One of the largest creditors of First Brands, a bankrupt auto supplier, has raised alarm over an estimated $2.3 billion that has reportedly gone missing amidst the company’s financial collapse. Raistone, a technology group that played a significant role in orchestrating much of First Brands’ off-balance sheet financing, has formally requested an independent examiner to scrutinize the circumstances surrounding the company’s downfall. Their claims underscore the severity of potential losses faced by lenders as the bankruptcy unfolds.
Raistone’s assertion of unaccounted assets has drawn attention to the broader implications for global credit markets, which rely heavily on such debt financing. Investors are keenly monitoring the bankruptcy proceedings, with Raistone emphasizing that a thorough investigation is essential for enhancing recovery prospects for creditors.
In its petition, Richard Jacobsen, counsel for Raistone, argued that the current management—led by CEO and founder Patrick James—should not dictate the investigation into their own actions. He stressed the vital need for an impartial third party to look into these allegations, especially given the considerable scale of the financial discrepancies involved.
First Brands has brought in two independent directors to conduct an inquiry into its financing practices during the bankruptcy process. The company has also engaged legal and financial experts, including the law firm Weil, Gotshal & Manges and investment bank Lazard, to navigate the complexities of its financial reorganization.
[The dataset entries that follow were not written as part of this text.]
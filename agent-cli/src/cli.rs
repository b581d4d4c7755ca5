use agent_core::{AgentConfig, WeatherAgent};
use clap::{Parser, Subcommand};

/// Top-level CLI struct.
#[derive(Debug, Parser)]
#[command(name = "weather-agent", version, about = "Weather-aware query agent")]
pub struct Cli {
    #[command(subcommand)]
    pub command: Command,
}

#[derive(Debug, Subcommand)]
pub enum Command {
    /// Ask a question; live weather data is fetched automatically when needed.
    Ask {
        /// The question; remaining arguments are joined with spaces.
        #[arg(required = true, num_args = 1..)]
        query: Vec<String>,
    },

    /// Store the OpenWeather API key in the configuration file.
    Configure,
}

impl Cli {
    pub async fn run(self) -> anyhow::Result<()> {
        match self.command {
            Command::Ask { query } => ask(&query.join(" ")).await,
            Command::Configure => configure(),
        }
    }
}

async fn ask(query: &str) -> anyhow::Result<()> {
    let config = AgentConfig::load()?;
    let agent = WeatherAgent::new(config);

    let answer = agent.answer(query).await?;
    println!("{answer}");

    Ok(())
}

fn configure() -> anyhow::Result<()> {
    let mut config = AgentConfig::load()?;

    let key = inquire::Password::new("OpenWeather API key:")
        .without_confirmation()
        .prompt()?;

    config.openweather_api_key = Some(key);
    config.save()?;

    println!("Saved configuration to {}", AgentConfig::config_file_path()?.display());
    Ok(())
}
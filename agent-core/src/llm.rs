use async_trait::async_trait;
use reqwest::Client;
use serde::{Deserialize, Serialize};
use std::{fmt::Debug, time::Duration};

use crate::{config::AgentConfig, error::AgentError};

/// System directive injected ahead of every task-specific prompt.
pub const SYSTEM_PROMPT: &str = "\
You are a weather-aware assistant with access to live weather data. Follow these rules:

1. AUTONOMOUS DECISION MAKING:
   - Questions about weather conditions (phrases like \"weather in\", \"temperature\", \"rain\", \"forecast\") require live data for the exact location the user mentions
   - Answer non-weather questions normally

2. RESPONSE GUIDELINES:
   - Always provide accurate, sourced weather information
   - Include relevant details (temperature, conditions, etc.)
   - Add practical recommendations when appropriate
   - Use clear, conversational language";

/// Seam over text generation so the classifier, composer and agent can be
/// exercised against scripted implementations.
#[async_trait]
pub trait TextGenerator: Send + Sync + Debug {
    /// Generate text for `prompt`. `context`, when present, is prepended
    /// separated by a blank line.
    async fn generate(&self, prompt: &str, context: Option<&str>) -> Result<String, AgentError>;
}

/// Client for an Ollama-style `/api/generate` endpoint.
///
/// One synchronous (non-streaming) request per call; no retries. A transport
/// failure, timeout or non-success status all surface as
/// [`AgentError::ModelUnavailable`].
#[derive(Debug, Clone)]
pub struct OllamaClient {
    http: Client,
    base_url: String,
    model: String,
    temperature: f64,
    num_ctx: u32,
    timeout: Duration,
}

#[derive(Debug, Serialize)]
struct GenerateRequest<'a> {
    model: &'a str,
    prompt: &'a str,
    stream: bool,
    options: GenerateOptions,
}

#[derive(Debug, Serialize)]
struct GenerateOptions {
    temperature: f64,
    num_ctx: u32,
}

#[derive(Debug, Deserialize)]
struct GenerateResponse {
    response: String,
}

impl OllamaClient {
    pub fn new(config: &AgentConfig) -> Self {
        Self::with_base_url(config, config.ollama_host.clone())
    }

    /// Same client, pointed at an explicit base URL.
    pub fn with_base_url(config: &AgentConfig, base_url: String) -> Self {
        Self {
            http: Client::new(),
            base_url,
            model: config.ollama_model.clone(),
            temperature: config.temperature,
            num_ctx: config.num_ctx,
            timeout: config.request_timeout(),
        }
    }
}

#[async_trait]
impl TextGenerator for OllamaClient {
    async fn generate(&self, prompt: &str, context: Option<&str>) -> Result<String, AgentError> {
        let full_prompt = join_prompt(prompt, context);

        let body = GenerateRequest {
            model: &self.model,
            prompt: &full_prompt,
            stream: false,
            options: GenerateOptions { temperature: self.temperature, num_ctx: self.num_ctx },
        };

        let res = self
            .http
            .post(format!("{}/api/generate", self.base_url))
            .timeout(self.timeout)
            .json(&body)
            .send()
            .await
            .map_err(|e| AgentError::ModelUnavailable(e.to_string()))?;

        let status = res.status();
        let text = res
            .text()
            .await
            .map_err(|e| AgentError::ModelUnavailable(e.to_string()))?;

        if !status.is_success() {
            return Err(AgentError::ModelUnavailable(format!(
                "generation request failed with status {}: {}",
                status,
                truncate_body(&text),
            )));
        }

        let parsed: GenerateResponse = serde_json::from_str(&text).map_err(|e| {
            AgentError::ModelUnavailable(format!("undecodable generation payload: {e}"))
        })?;

        if parsed.response.trim().is_empty() {
            return Err(AgentError::EmptyGeneration);
        }

        Ok(parsed.response)
    }
}

/// `context`, when present, precedes the prompt separated by a blank line.
pub(crate) fn join_prompt(prompt: &str, context: Option<&str>) -> String {
    match context {
        Some(ctx) => format!("{ctx}\n\n{prompt}"),
        None => prompt.to_string(),
    }
}

pub(crate) fn truncate_body(body: &str) -> String {
    const MAX: usize = 200;
    if body.len() <= MAX {
        return body.to_string();
    }

    // Byte 200 may fall inside a multi-byte character; cut at a boundary.
    let mut end = MAX;
    while !body.is_char_boundary(end) {
        end -= 1;
    }

    format!("{}...", &body[..end])
}

#[cfg(test)]
mod tests {
    use super::*;
    use wiremock::matchers::{body_partial_json, method, path};
    use wiremock::{Mock, MockServer, ResponseTemplate};

    fn client_for(server: &MockServer) -> OllamaClient {
        OllamaClient::with_base_url(&AgentConfig::default(), server.uri())
    }

    #[test]
    fn context_precedes_prompt_with_blank_line() {
        assert_eq!(join_prompt("task", Some("persona")), "persona\n\ntask");
        assert_eq!(join_prompt("task", None), "task");
    }

    #[test]
    fn truncation_respects_char_boundaries() {
        assert_eq!(truncate_body("short"), "short");

        // 301 bytes; byte 200 falls inside the multi-byte "é".
        let body = format!("x{}", "é".repeat(150));
        let truncated = truncate_body(&body);

        assert!(truncated.ends_with("..."));
        assert!(truncated.len() < body.len());
        assert!(body.starts_with(truncated.trim_end_matches("...")));
    }

    #[tokio::test]
    async fn generate_returns_model_text() {
        let server = MockServer::start().await;

        Mock::given(method("POST"))
            .and(path("/api/generate"))
            .and(body_partial_json(serde_json::json!({
                "model": "llama3.2:latest",
                "stream": false,
            })))
            .respond_with(ResponseTemplate::new(200).set_body_json(serde_json::json!({
                "response": "The capital of France is Paris."
            })))
            .mount(&server)
            .await;

        let text = client_for(&server)
            .generate("What is the capital of France?", Some(SYSTEM_PROMPT))
            .await
            .expect("generation must succeed");

        assert_eq!(text, "The capital of France is Paris.");
    }

    #[tokio::test]
    async fn non_success_status_is_model_unavailable() {
        let server = MockServer::start().await;

        Mock::given(method("POST"))
            .and(path("/api/generate"))
            .respond_with(ResponseTemplate::new(500).set_body_string("model not loaded"))
            .mount(&server)
            .await;

        let err = client_for(&server).generate("hello", None).await.unwrap_err();

        match err {
            AgentError::ModelUnavailable(msg) => {
                assert!(msg.contains("500"));
                assert!(msg.contains("model not loaded"));
            }
            other => panic!("expected ModelUnavailable, got {other:?}"),
        }
    }

    #[tokio::test]
    async fn blank_generation_is_empty_generation() {
        let server = MockServer::start().await;

        Mock::given(method("POST"))
            .and(path("/api/generate"))
            .respond_with(
                ResponseTemplate::new(200)
                    .set_body_json(serde_json::json!({ "response": "   " })),
            )
            .mount(&server)
            .await;

        let err = client_for(&server).generate("hello", None).await.unwrap_err();
        assert!(matches!(err, AgentError::EmptyGeneration));
    }

    #[tokio::test]
    async fn timed_out_generation_is_model_unavailable() {
        let server = MockServer::start().await;

        Mock::given(method("POST"))
            .and(path("/api/generate"))
            .respond_with(
                ResponseTemplate::new(200)
                    .set_body_json(serde_json::json!({ "response": "too late" }))
                    .set_delay(Duration::from_secs(2)),
            )
            .mount(&server)
            .await;

        let config = AgentConfig { request_timeout_secs: 1, ..AgentConfig::default() };
        let client = OllamaClient::with_base_url(&config, server.uri());

        let err = client.generate("hello", None).await.unwrap_err();
        assert!(matches!(err, AgentError::ModelUnavailable(_)));
    }

    #[tokio::test]
    async fn undecodable_payload_is_model_unavailable() {
        let server = MockServer::start().await;

        Mock::given(method("POST"))
            .and(path("/api/generate"))
            .respond_with(ResponseTemplate::new(200).set_body_string("not json"))
            .mount(&server)
            .await;

        let err = client_for(&server).generate("hello", None).await.unwrap_err();
        assert!(matches!(err, AgentError::ModelUnavailable(_)));
    }
}
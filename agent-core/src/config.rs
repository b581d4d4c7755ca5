use anyhow::{Context, Result, anyhow};
use directories::ProjectDirs;
use serde::{Deserialize, Serialize};
use std::{fs, path::PathBuf, time::Duration};

/// Environment variable that supplies (or overrides) the OpenWeather API key.
pub const API_KEY_ENV: &str = "OPENWEATHER_API_KEY";

/// Agent configuration, stored on disk as TOML with the API key optionally
/// overridden from the environment.
///
/// Every field has a documented default, so a missing or partial config file
/// is always usable.
#[derive(Debug, Clone, Serialize, Deserialize)]
#[serde(default)]
pub struct AgentConfig {
    /// Base URL of the local generation endpoint.
    pub ollama_host: String,

    /// Model identifier passed to the generation endpoint.
    pub ollama_model: String,

    /// Sampling temperature; kept low so classification output stays
    /// parseable.
    pub temperature: f64,

    /// Context window requested from the model.
    pub num_ctx: u32,

    /// Minimum reported certainty required to trust an affirmative
    /// classification; applied only when the model supplies a confidence.
    pub confidence_threshold: f64,

    /// Per-request timeout for every network call, in seconds.
    pub request_timeout_secs: u64,

    /// OpenWeather API key; `OPENWEATHER_API_KEY` takes precedence.
    pub openweather_api_key: Option<String>,
}

impl Default for AgentConfig {
    fn default() -> Self {
        Self {
            ollama_host: "http://localhost:11434".to_string(),
            ollama_model: "llama3.2:latest".to_string(),
            temperature: 0.3,
            num_ctx: 8192,
            confidence_threshold: 0.8,
            request_timeout_secs: 30,
            openweather_api_key: None,
        }
    }
}

impl AgentConfig {
    /// Load config from disk (defaults if the file doesn't exist yet), then
    /// apply the environment override for the API key.
    pub fn load() -> Result<Self> {
        let path = Self::config_file_path()?;

        let mut cfg = if path.exists() {
            let contents = fs::read_to_string(&path)
                .with_context(|| format!("Failed to read config file: {}", path.display()))?;

            toml::from_str(&contents)
                .with_context(|| format!("Failed to parse config file: {}", path.display()))?
        } else {
            Self::default()
        };

        cfg.apply_env_key(std::env::var(API_KEY_ENV).ok());
        Ok(cfg)
    }

    /// Save config to disk, creating parent directories as needed.
    pub fn save(&self) -> Result<()> {
        let path = Self::config_file_path()?;

        if let Some(parent) = path.parent() {
            fs::create_dir_all(parent).with_context(|| {
                format!("Failed to create config directory: {}", parent.display())
            })?;
        }

        let toml =
            toml::to_string_pretty(self).context("Failed to serialize configuration to TOML")?;

        fs::write(&path, toml)
            .with_context(|| format!("Failed to write config file: {}", path.display()))?;

        Ok(())
    }

    /// Path to the config file.
    pub fn config_file_path() -> Result<PathBuf> {
        let dirs = ProjectDirs::from("dev", "weather-agent", "weather-agent")
            .ok_or_else(|| anyhow!("Could not determine platform config directory"))?;

        Ok(dirs.config_dir().join("config.toml"))
    }

    /// A non-blank environment value replaces the stored key.
    pub fn apply_env_key(&mut self, env_key: Option<String>) {
        if let Some(key) = env_key.filter(|k| !k.trim().is_empty()) {
            self.openweather_api_key = Some(key);
        }
    }

    pub fn request_timeout(&self) -> Duration {
        Duration::from_secs(self.request_timeout_secs)
    }
}
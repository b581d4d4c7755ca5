//! Core library for the `weather-agent` CLI.
//!
//! This crate defines:
//! - Configuration handling (file + environment credential override)
//! - The language-model client and the `TextGenerator` seam
//! - The weather provider abstraction and its OpenWeather implementation
//! - Intent classification, response composition and the query-routing agent
//!
//! It is used by `agent-cli`, but can also be reused by other binaries or services.

pub mod agent;
pub mod classify;
pub mod compose;
pub mod config;
pub mod error;
pub mod llm;
pub mod model;
pub mod provider;

pub use agent::WeatherAgent;
pub use config::AgentConfig;
pub use error::AgentError;
pub use llm::{OllamaClient, TextGenerator};
pub use model::{IntentDecision, WeatherReading};
pub use provider::{OpenWeatherProvider, WeatherProvider};
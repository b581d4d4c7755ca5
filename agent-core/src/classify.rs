//! Intent classification: decide from free text whether live weather data is
//! needed, and for which location.

use crate::{
    error::AgentError,
    llm::{SYSTEM_PROMPT, TextGenerator},
    model::IntentDecision,
};

/// Result of best-effort parsing of the classifier's raw output.
///
/// Malformed output is never an error at this layer: it degrades the query
/// to the general (non-augmented) path. Only failures of the underlying
/// model call propagate.
#[derive(Debug)]
pub enum Outcome {
    Parsed(IntentDecision),
    Unparseable,
}

/// Ask the model whether `query` needs live weather data.
pub async fn classify(llm: &dyn TextGenerator, query: &str) -> Result<Outcome, AgentError> {
    let prompt = classification_prompt(query);
    let raw = llm.generate(&prompt, Some(SYSTEM_PROMPT)).await?;

    Ok(parse_outcome(&raw))
}

pub fn classification_prompt(query: &str) -> String {
    format!(
        "Analyze this user query and decide whether live weather data is needed:\n\
         \n\
         Query: \"{query}\"\n\
         \n\
         Respond STRICTLY with JSON in this exact format, with no extra text:\n\
         {{\n\
             \"needs_weather\": boolean,\n\
             \"location\": \"extracted location or empty string\",\n\
             \"confidence\": number between 0 and 1\n\
         }}"
    )
}

/// Parse the raw reply, salvaging JSON embedded in surrounding prose.
fn parse_outcome(raw: &str) -> Outcome {
    let trimmed = raw.trim();

    if let Ok(decision) = serde_json::from_str::<IntentDecision>(trimmed) {
        return Outcome::Parsed(decision);
    }

    // Models often wrap the JSON in prose or a code fence. Try the span from
    // the first `{` to the last `}` before giving up.
    if let (Some(start), Some(end)) = (trimmed.find('{'), trimmed.rfind('}')) {
        if start < end {
            if let Ok(decision) = serde_json::from_str::<IntentDecision>(&trimmed[start..=end]) {
                return Outcome::Parsed(decision);
            }
        }
    }

    Outcome::Unparseable
}
use async_trait::async_trait;
use chrono::{DateTime, Utc};
use reqwest::Client;
use serde::Deserialize;
use std::time::Duration;

use crate::{
    error::AgentError,
    llm::truncate_body,
    model::WeatherReading,
};

use super::WeatherProvider;

/// Current-weather lookup against the OpenWeather city-name endpoint, metric
/// units.
///
/// The credential check happens before any network I/O; the query builder
/// percent-encodes the place name.
#[derive(Debug, Clone)]
pub struct OpenWeatherProvider {
    api_key: Option<String>,
    http: Client,
    base_url: String,
    timeout: Duration,
}

impl OpenWeatherProvider {
    pub fn new(api_key: Option<String>, timeout: Duration) -> Self {
        Self::with_base_url(api_key, timeout, "https://api.openweathermap.org".to_string())
    }

    /// Same provider, pointed at an explicit base URL.
    pub fn with_base_url(api_key: Option<String>, timeout: Duration, base_url: String) -> Self {
        Self { api_key, http: Client::new(), base_url, timeout }
    }
}

#[derive(Debug, Deserialize)]
struct OwMain {
    temp: f64,
    feels_like: f64,
    humidity: u8,
    pressure: f64,
}

#[derive(Debug, Deserialize)]
struct OwWeather {
    description: String,
}

#[derive(Debug, Deserialize)]
struct OwWind {
    speed: f64,
}

#[derive(Debug, Deserialize)]
struct OwCurrentResponse {
    name: String,
    dt: Option<i64>,
    main: OwMain,
    weather: Vec<OwWeather>,
    wind: OwWind,
}

#[async_trait]
impl WeatherProvider for OpenWeatherProvider {
    async fn current_weather(&self, location: &str) -> Result<WeatherReading, AgentError> {
        let api_key = self.api_key.as_deref().ok_or(AgentError::MissingCredential)?;

        let url = format!("{}/data/2.5/weather", self.base_url);

        let res = self
            .http
            .get(url)
            .timeout(self.timeout)
            .query(&[("q", location), ("units", "metric"), ("appid", api_key)])
            .send()
            .await
            .map_err(|e| AgentError::WeatherUnreachable(e.to_string()))?;

        let status = res.status();
        let body = res
            .text()
            .await
            .map_err(|e| AgentError::WeatherUnreachable(e.to_string()))?;

        if !status.is_success() {
            return Err(AgentError::WeatherApi {
                status: status.as_u16(),
                body: truncate_body(&body),
            });
        }

        let parsed: OwCurrentResponse = serde_json::from_str(&body)
            .map_err(|e| AgentError::MalformedWeatherResponse(e.to_string()))?;

        // An empty `weather` array is a defect to surface, not a default.
        let condition = parsed
            .weather
            .first()
            .map(|w| w.description.clone())
            .ok_or_else(|| {
                AgentError::MalformedWeatherResponse("weather[0].description is absent".to_string())
            })?;

        let observed_at = parsed
            .dt
            .and_then(|ts| DateTime::<Utc>::from_timestamp(ts, 0))
            .unwrap_or_else(Utc::now);

        Ok(WeatherReading {
            location_name: parsed.name,
            temperature_c: parsed.main.temp,
            feels_like_c: parsed.main.feels_like,
            condition,
            humidity_pct: parsed.main.humidity,
            wind_speed_mps: parsed.wind.speed,
            pressure_hpa: parsed.main.pressure,
            observed_at,
        })
    }
}
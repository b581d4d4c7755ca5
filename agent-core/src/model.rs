use chrono::{DateTime, Utc};
use serde::{Deserialize, Serialize};

/// A single current-weather observation, produced by a
/// [`WeatherProvider`](crate::provider::WeatherProvider) and consumed exactly
/// once when composing an augmented answer.
#[derive(Debug, Clone, Serialize, Deserialize)]
pub struct WeatherReading {
    pub location_name: String,
    pub temperature_c: f64,
    pub feels_like_c: f64,
    pub condition: String,
    pub humidity_pct: u8,
    pub wind_speed_mps: f64,
    pub pressure_hpa: f64,
    pub observed_at: DateTime<Utc>,
}

/// The classifier's verdict on a single query, parsed from unstructured
/// model output.
///
/// The model is asked for `needs_weather`, but replies observed in the wild
/// use older spellings, hence the aliases.
#[derive(Debug, Clone, Default, Deserialize)]
pub struct IntentDecision {
    #[serde(default, alias = "needsWeather", alias = "needsWeatherData", alias = "fetch")]
    pub needs_weather: bool,

    #[serde(default)]
    pub location: Option<String>,

    /// Reported certainty in 0..1; absent when the model omits it.
    #[serde(default)]
    pub confidence: Option<f64>,
}

impl IntentDecision {
    /// The location to fetch weather for, if this decision warrants a fetch.
    ///
    /// Returns `Some` only when `needs_weather` is set, a non-empty location
    /// was extracted, and any reported confidence meets `threshold`. A
    /// decision without a confidence value is taken at face value.
    pub fn decided_location(&self, threshold: f64) -> Option<&str> {
        if !self.needs_weather {
            return None;
        }
        if let Some(confidence) = self.confidence {
            if confidence < threshold {
                return None;
            }
        }
        self.location.as_deref().map(str::trim).filter(|loc| !loc.is_empty())
    }
}
//! The query-routing agent: classify → (conditionally) fetch → compose.

use tracing::{debug, warn};

use crate::{
    classify::{self, Outcome},
    compose,
    config::AgentConfig,
    error::AgentError,
    llm::{OllamaClient, TextGenerator},
    model::IntentDecision,
    provider::{OpenWeatherProvider, WeatherProvider},
};

/// Sequences the pipeline for one query.
///
/// Classification failures (model unreachable, empty generation) propagate;
/// weather-fetch failures never do — they downgrade the answer to the
/// non-augmented path.
#[derive(Debug)]
pub struct WeatherAgent {
    llm: Box<dyn TextGenerator>,
    weather: Box<dyn WeatherProvider>,
    config: AgentConfig,
}

impl WeatherAgent {
    /// Build the production pipeline from configuration.
    pub fn new(config: AgentConfig) -> Self {
        let llm = Box::new(OllamaClient::new(&config));
        let weather = Box::new(OpenWeatherProvider::new(
            config.openweather_api_key.clone(),
            config.request_timeout(),
        ));

        Self::with_parts(config, llm, weather)
    }

    /// Assemble from explicit collaborators.
    pub fn with_parts(
        config: AgentConfig,
        llm: Box<dyn TextGenerator>,
        weather: Box<dyn WeatherProvider>,
    ) -> Self {
        Self { llm, weather, config }
    }

    /// Answer one query end to end.
    pub async fn answer(&self, query: &str) -> Result<String, AgentError> {
        let decision = match classify::classify(self.llm.as_ref(), query).await? {
            Outcome::Parsed(decision) => decision,
            Outcome::Unparseable => {
                debug!("classifier output was unparseable, treating as a general query");
                IntentDecision::default()
            }
        };

        let Some(location) = decision.decided_location(self.config.confidence_threshold) else {
            debug!("no weather needed, composing a general answer");
            return compose::general(self.llm.as_ref(), query).await;
        };

        match self.weather.current_weather(location).await {
            Ok(reading) => {
                debug!(location, "weather fetched, composing an augmented answer");
                compose::with_weather(self.llm.as_ref(), query, &reading).await
            }
            Err(err) => {
                warn!(%err, location, "weather fetch failed, answering without live data");
                compose::general_fallback(self.llm.as_ref(), query).await
            }
        }
    }
}
use artwork_browser_common::{build_page_url, parse_artwork_page, BrowserConfig, Page};

#[tokio::test]
async fn artic_artworks_page_integration() {
    if std::env::var("ARTIC_LIVE_TEST").map(|v| v.trim().is_empty()).unwrap_or(true) {
        eprintln!("ARTIC_LIVE_TEST not set; skipping integration test");
        return;
    }

    let config = BrowserConfig::default();
    let page = Page::new(2).unwrap();
    let url = build_page_url(&config.api_url, page, None);

    let response = reqwest::Client::new()
        .get(&url)
        .send()
        .await
        .expect("request failed");

    if !response.status().is_success() {
        let status = response.status();
        let text = response.text().await.unwrap_or_default();
        panic!("artic api failed with status {}: {}", status, text);
    }

    let body = response.text().await.expect("response body missing");
    let artworks = parse_artwork_page(&body).expect("failed to parse artworks page");

    assert!(artworks.pagination.total > 0);
    assert!(!artworks.data.is_empty());
    assert_eq!(artworks.pagination.current_page, Some(2));
}
//! ページャコンポーネント
//!
//! 先頭・前・番号リンク・次・末尾。クリックは0始まりのインデックスで通知する

use artwork_browser_common::{BrowserEvent, Page};
use leptos::prelude::*;

#[component]
pub fn Paginator<F>(
    page: Memo<Page>,
    total_pages: Memo<u32>,
    page_links: Memo<Vec<Page>>,
    on_event: F,
) -> impl IntoView
where
    F: Fn(BrowserEvent) + 'static + Clone + Send + Sync,
{
    let go = move |target: Page| on_event(BrowserEvent::PageChanged { index: target.index() });

    let at_first = move || page.get() == Page::FIRST || total_pages.get() == 0;
    let at_last = move || page.get().get() >= total_pages.get();

    let go_first = go.clone();
    let go_prev = go.clone();
    let go_link = go.clone();
    let go_next = go.clone();
    let go_last = go;

    view! {
        <nav class="paginator">
            <button
                class="page-nav"
                title="First page"
                disabled=at_first
                on:click=move |_| go_first(Page::FIRST)
            >
                "«"
            </button>
            <button
                class="page-nav"
                title="Previous page"
                disabled=at_first
                on:click=move |_| go_prev(Page::from_index(page.get().index().saturating_sub(1)))
            >
                "‹"
            </button>

            <For
                each=move || page_links.get()
                key=|link| *link
                children=move |link: Page| {
                    let go = go_link.clone();
                    view! {
                        <button
                            class="page-link"
                            class:active=move || page.get() == link
                            on:click=move |_| go(link)
                        >
                            {link.to_string()}
                        </button>
                    }
                }
            />

            <button
                class="page-nav"
                title="Next page"
                disabled=at_last
                on:click=move |_| go_next(Page::from_index(page.get().index() + 1))
            >
                "›"
            </button>
            <button
                class="page-nav"
                title="Last page"
                disabled=at_last
                on:click=move |_| {
                    if let Some(last) = Page::new(total_pages.get()) {
                        go_last(last);
                    }
                }
            >
                "»"
            </button>

            <span class="page-report">
                {move || format!("Page {} of {}", page.get(), total_pages.get().max(1))}
            </span>
        </nav>
    }
}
During recent court proceedings, representatives for First Brands disclosed an unsettling reality: as much as $1.9 billion, earmarked as collateral for creditors, could not be accounted for. Jacobsen’s petition reiterated concerns over the company’s admitted accounting irregularities, questioning the sufficiency of the self-directed investigations by the debtors.
Despite mounting allegations, First Brands has opted not to comment on the specific accusations. Erica Weisgerber, counsel for First Brands’ management, insisted that they categorically reject the claims made against the company and its executives.
Raistone has indicated that its total outstanding claim is at least $172 million, with connections to other investors holding $631 million in exposure tied to First Brands’ invoices, as indicated in bankruptcy filings. In a surprising declaration during a recent hearing, attorney Sunny Singh stated that First Brands was left with “zero dollars” concerning approximately $2 billion raised via factoring, leaving only $12 million currently available in its bank account.
Typically, U.S. bankruptcy courts allow companies to guide their cases, assuming a debtor-led process will yield the best outcomes for all parties involved. However, in instances rife with potential misconduct, creditors often express concerns that the company may not adequately probe into its financial mismanagement. Historical cases, such as the infamous FTX bankruptcy, have underscored the importance of independent investigations in the face of serious allegations of wrongdoing part of larger corporate collapses.